Circuler en toutes circonstances

Tou­louse Métro­pole entre­tient et exploite 3 300 km de routes. La veille hiver­nale est par­ti­cu­liè­re­ment impor­tante pour garan­tir la sécu­ri­té des mil­lions de dépla­ce­ments rou­tiers quo­ti­diens. En hiver, lorsque les tem­pé­ra­tures sont très basses, sur la base des pré­vi­sions météo­ro­lo­giques recueillies de façon pré­cise sur les dif­fé­rents tron­çons du réseau, des opé­ra­tions de patrouillage per­mettent de confir­mer ou d’affiner sur le ter­rain les infor­ma­tions notam­ment à des points stra­té­giques (ouvrages d’art, points du réseau par­ti­cu­liè­re­ment expo­sés, etc.) pour ne déclen­cher les opé­ra­tions cura­tives (salage…) qu’en cas de réel besoin, non seule­ment pour des rai­sons éco­no­miques et envi­ron­ne­men­tales, mais parce que le salage entraîne la remon­tée d’eau et néces­site ensuite des inter­ven­tions continues.

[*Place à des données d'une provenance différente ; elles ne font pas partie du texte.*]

//! Request handlers for the runtime endpoints.

use axum::extract::{Path, State};
use axum::response::Json;
use axum::Extension;
use serde::{Deserialize, Serialize};
use serde_json::json;

use super::{request_id_of, ApiError, AppState, RequestId};
use crate::error::OrchestratorError;
use crate::graph::EnsureResult;
use crate::platform::{build_ui_payload, SessionTurn, UiPayload};
use crate::policy;
use crate::readiness::AgentReadiness;
use crate::semantic::EntityOverride;
use crate::supervisor::{FallbackInfo, RunMode, RunRequest, RunResult, RuntimeControl};
use crate::trace::TraceStep;

fn default_workspace() -> String {
    "default".to_string()
}

fn default_true() -> bool {
    true
}

// ============================================================================
// Run endpoints
// ============================================================================

#[derive(Debug, Deserialize)]
pub struct RunAgentRequest {
    pub query: String,
    #[serde(default = "default_workspace")]
    pub workspace_id: String,
    #[serde(default)]
    pub databases: Vec<String>,
}

/// POST /run_agent - legacy single-route execution.
pub async fn run_agent(
    State(state): State<AppState>,
    request_id: Option<Extension<RequestId>>,
    Json(body): Json<RunAgentRequest>,
) -> Result<Json<RunResult>, ApiError> {
    let request_id = request_id_of(&request_id);
    let mut request = RunRequest::new(body.query, body.workspace_id, RunMode::Router)
        .with_databases(body.databases);
    request.request_id = request_id;
    state
        .supervisor
        .run(request)
        .await
        .map(Json)
        .map_err(|err| ApiError::new(err, request_id))
}

#[derive(Debug, Deserialize)]
pub struct RunSemanticRequest {
    pub query: String,
    #[serde(default = "default_workspace")]
    pub workspace_id: String,
    #[serde(default)]
    pub databases: Vec<String>,
    #[serde(default)]
    pub entity_overrides: Vec<EntityOverride>,
}

/// POST /run_agent_semantic - semantic flow.
pub async fn run_agent_semantic(
    State(state): State<AppState>,
    request_id: Option<Extension<RequestId>>,
    Json(body): Json<RunSemanticRequest>,
) -> Result<Json<RunResult>, ApiError> {
    let request_id = request_id_of(&request_id);
    let mut request = RunRequest::new(body.query, body.workspace_id, RunMode::Semantic)
        .with_databases(body.databases)
        .with_overrides(body.entity_overrides);
    request.request_id = request_id;
    state
        .supervisor
        .run(request)
        .await
        .map(Json)
        .map_err(|err| ApiError::new(err, request_id))
}

#[derive(Debug, Deserialize)]
pub struct RunDebateRequest {
    pub query: String,
    #[serde(default = "default_workspace")]
    pub workspace_id: String,
    #[serde(default)]
    pub databases: Vec<String>,
    /// Redirect a blocked debate to the semantic flow.
    #[serde(default = "default_true")]
    pub fallback: bool,
}

/// POST /run_debate - parallel debate across ready agents.
pub async fn run_debate(
    State(state): State<AppState>,
    request_id: Option<Extension<RequestId>>,
    Json(body): Json<RunDebateRequest>,
) -> Result<Json<RunResult>, ApiError> {
    let request_id = request_id_of(&request_id);
    let mut request = RunRequest::new(body.query, body.workspace_id, RunMode::Debate)
        .with_databases(body.databases);
    request.request_id = request_id;
    request.fallback_enabled = body.fallback;
    state
        .supervisor
        .run(request)
        .await
        .map(Json)
        .map_err(|err| ApiError::new(err, request_id))
}

// ============================================================================
// Platform chat
// ============================================================================

#[derive(Debug, Deserialize)]
pub struct PlatformChatRequest {
    pub session_id: String,
    pub message: String,
    #[serde(default)]
    pub mode: Option<RunMode>,
    #[serde(default = "default_workspace")]
    pub workspace_id: String,
    #[serde(default)]
    pub databases: Vec<String>,
    #[serde(default)]
    pub entity_overrides: Vec<EntityOverride>,
}

#[derive(Debug, Serialize)]
pub struct PlatformChatResponse {
    pub assistant_message: String,
    pub trace_steps: Vec<TraceStep>,
    pub ui_payload: UiPayload,
    pub runtime_payload: RunResult,
    pub runtime_control: RuntimeControl,
    #[serde(skip_serializing_if = "Option::is_none")]
    pub fallback_from: Option<FallbackInfo>,
}

/// POST /platform/chat/send - session-bound UI adapter.
pub async fn platform_chat_send(
    State(state): State<AppState>,
    request_id: Option<Extension<RequestId>>,
    Json(body): Json<PlatformChatRequest>,
) -> Result<Json<PlatformChatResponse>, ApiError> {
    let request_id = request_id_of(&request_id);
    let mode = body.mode.unwrap_or(RunMode::Semantic);

    state
        .sessions
        .append(&body.session_id, "user", &body.message, json!({"mode": mode}))
        .await;

    let mut request = RunRequest::new(&body.message, &body.workspace_id, mode)
        .with_databases(body.databases.clone())
        .with_overrides(body.entity_overrides.clone());
    request.request_id = request_id;
    let result = state
        .supervisor
        .run(request)
        .await
        .map_err(|err| ApiError::new(err, request_id))?;

    let executed_mode = result
        .runtime_control
        .as_ref()
        .map(|c| c.executed_mode.clone())
        .unwrap_or_else(|| mode.as_str().to_string());
    let runtime_control = result.runtime_control.clone().unwrap_or(RuntimeControl {
        requested_mode: mode.as_str().to_string(),
        executed_mode,
        reason: "requested".to_string(),
    });

    state
        .sessions
        .append(
            &body.session_id,
            "assistant",
            &result.answer,
            json!({"mode": runtime_control.executed_mode, "request_id": request_id}),
        )
        .await;

    let ui_payload = build_ui_payload(&runtime_control.executed_mode, &result);
    Ok(Json(PlatformChatResponse {
        assistant_message: result.answer.clone(),
        trace_steps: result.trace_steps.clone(),
        ui_payload,
        fallback_from: result.fallback_from.clone(),
        runtime_control,
        runtime_payload: result,
    }))
}

#[derive(Debug, Serialize)]
pub struct SessionHistoryResponse {
    pub session_id: String,
    pub turns: Vec<SessionTurn>,
}

/// GET /platform/chat/session/:session_id
pub async fn platform_session_history(
    State(state): State<AppState>,
    Path(session_id): Path<String>,
) -> Json<SessionHistoryResponse> {
    let turns = state.sessions.history(&session_id).await;
    Json(SessionHistoryResponse { session_id, turns })
}

/// POST /platform/chat/session/:session_id/reset
pub async fn platform_session_reset(
    State(state): State<AppState>,
    Path(session_id): Path<String>,
) -> Json<serde_json::Value> {
    state.sessions.clear(&session_id).await;
    Json(json!({"session_id": session_id, "cleared": true}))
}

// ============================================================================
// Index management
// ============================================================================

#[derive(Debug, Deserialize)]
pub struct EnsureFulltextRequest {
    #[serde(default = "default_workspace")]
    pub workspace_id: String,
    pub databases: Vec<String>,
    #[serde(default)]
    pub index_name: Option<String>,
    #[serde(default)]
    pub labels: Vec<String>,
    #[serde(default)]
    pub properties: Vec<String>,
    #[serde(default = "default_true")]
    pub create_if_missing: bool,
}

#[derive(Debug, Serialize)]
pub struct EnsureFulltextResponse {
    pub results: Vec<EnsureResult>,
}

/// POST /indexes/fulltext/ensure
pub async fn ensure_fulltext_index(
    State(state): State<AppState>,
    request_id: Option<Extension<RequestId>>,
    Json(body): Json<EnsureFulltextRequest>,
) -> Result<Json<EnsureFulltextResponse>, ApiError> {
    let request_id = request_id_of(&request_id);
    let supervisor = &state.supervisor;
    supervisor
        .policy()
        .authorize("user", policy::ACTION_MANAGE_INDEXES, &body.workspace_id)
        .map_err(|err| ApiError::new(err, request_id))?;
    if body.databases.is_empty() {
        return Err(ApiError::new(
            OrchestratorError::InvalidIdentifier("'databases' must not be empty".to_string()),
            request_id,
        ));
    }
    for db in &body.databases {
        supervisor
            .registry()
            .check(db)
            .map_err(|err| ApiError::new(err, request_id))?;
    }

    let index_name = body
        .index_name
        .unwrap_or_else(|| state.config.fulltext_index.clone());
    let labels = if body.labels.is_empty() {
        vec!["Entity".to_string()]
    } else {
        body.labels
    };
    let properties = if body.properties.is_empty() {
        vec!["name".to_string(), "title".to_string(), "id".to_string(), "uri".to_string()]
    } else {
        body.properties
    };

    let mut results = Vec::new();
    for db in &body.databases {
        let result = state
            .fulltext
            .ensure_index(db, &index_name, &labels, &properties, body.create_if_missing)
            .await
            .map_err(|err| ApiError::new(err, request_id))?;
        results.push(result);
    }
    Ok(Json(EnsureFulltextResponse { results }))
}

// ============================================================================
// Listings and health
// ============================================================================

#[derive(Debug, Serialize)]
pub struct DatabasesResponse {
    pub databases: Vec<String>,
}

/// GET /databases - user-facing database names (excludes the trace store).
pub async fn list_databases(State(state): State<AppState>) -> Json<DatabasesResponse> {
    Json(DatabasesResponse {
        databases: state.supervisor.registry().list_user_databases(),
    })
}

#[derive(Debug, Serialize)]
pub struct AgentRow {
    pub database: String,
    pub agent: String,
    pub readiness: AgentReadiness,
    pub reason: String,
}

#[derive(Debug, Serialize)]
pub struct AgentsResponse {
    pub agents: Vec<AgentRow>,
}

/// GET /agents - active DB-bound agents with readiness.
pub async fn list_agents(State(state): State<AppState>) -> Json<AgentsResponse> {
    let agents = state
        .supervisor
        .factory()
        .pool()
        .statuses()
        .into_iter()
        .map(|status| AgentRow {
            agent: format!("Agent_{}", status.database),
            database: status.database,
            readiness: status.readiness,
            reason: status.reason,
        })
        .collect();
    Json(AgentsResponse { agents })
}

/// GET /health/runtime - orchestration runtime probe.
pub async fn health_runtime(State(state): State<AppState>) -> Json<serde_json::Value> {
    Json(json!({
        "status": "ok",
        "workspace_id": state.config.workspace_id,
        "llm_provider": state.llm_provider,
        "llm_model": state.llm_model,
    }))
}

/// GET /health/batch - registry-side probe.
pub async fn health_batch(State(state): State<AppState>) -> Json<serde_json::Value> {
    Json(json!({
        "status": "ok",
        "registered_databases": state.supervisor.registry().list_user_databases().len(),
    }))
}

Les infor­ma­tions recueillies portent prin­ci­pa­le­ment sur la puis­sance et la direc­tion du vent, la tem­pé­ra­ture de l’air, de la chaus­sée, ain­si que la tem­pé­ra­ture de rosée, et per­mettent de défi­nir les mesures à prendre dans les 24 heures sui­vantes. Les dif­fé­rents dépôts et centres d’exploitation répar­tis sur le ter­ri­toire per­mettent aux équipes d’intervention une grande réac­ti­vi­té pour prendre les dis­po­si­tions pré­ven­tives à la for­ma­tion de ver­glas ou en cas de chute de neige et inter­ve­nir dès que nécessaire.

Mobilisation permanente

Ain­si toute l’année, au fil des sai­sons, l’exploitation de don­nées météo­ro­lo­giques en conti­nu par une col­lec­ti­vi­té per­met une opti­mi­sa­tion de l’action publique pour anti­ci­per les situa­tions à risque, prendre les dis­po­si­tions pré­ven­tives adap­tées, mobi­li­ser les équipes d’intervention avec réac­ti­vi­té au plus près des évé­ne­ments, pro­té­ger les popu­la­tions et leur assu­rer le meilleur confort.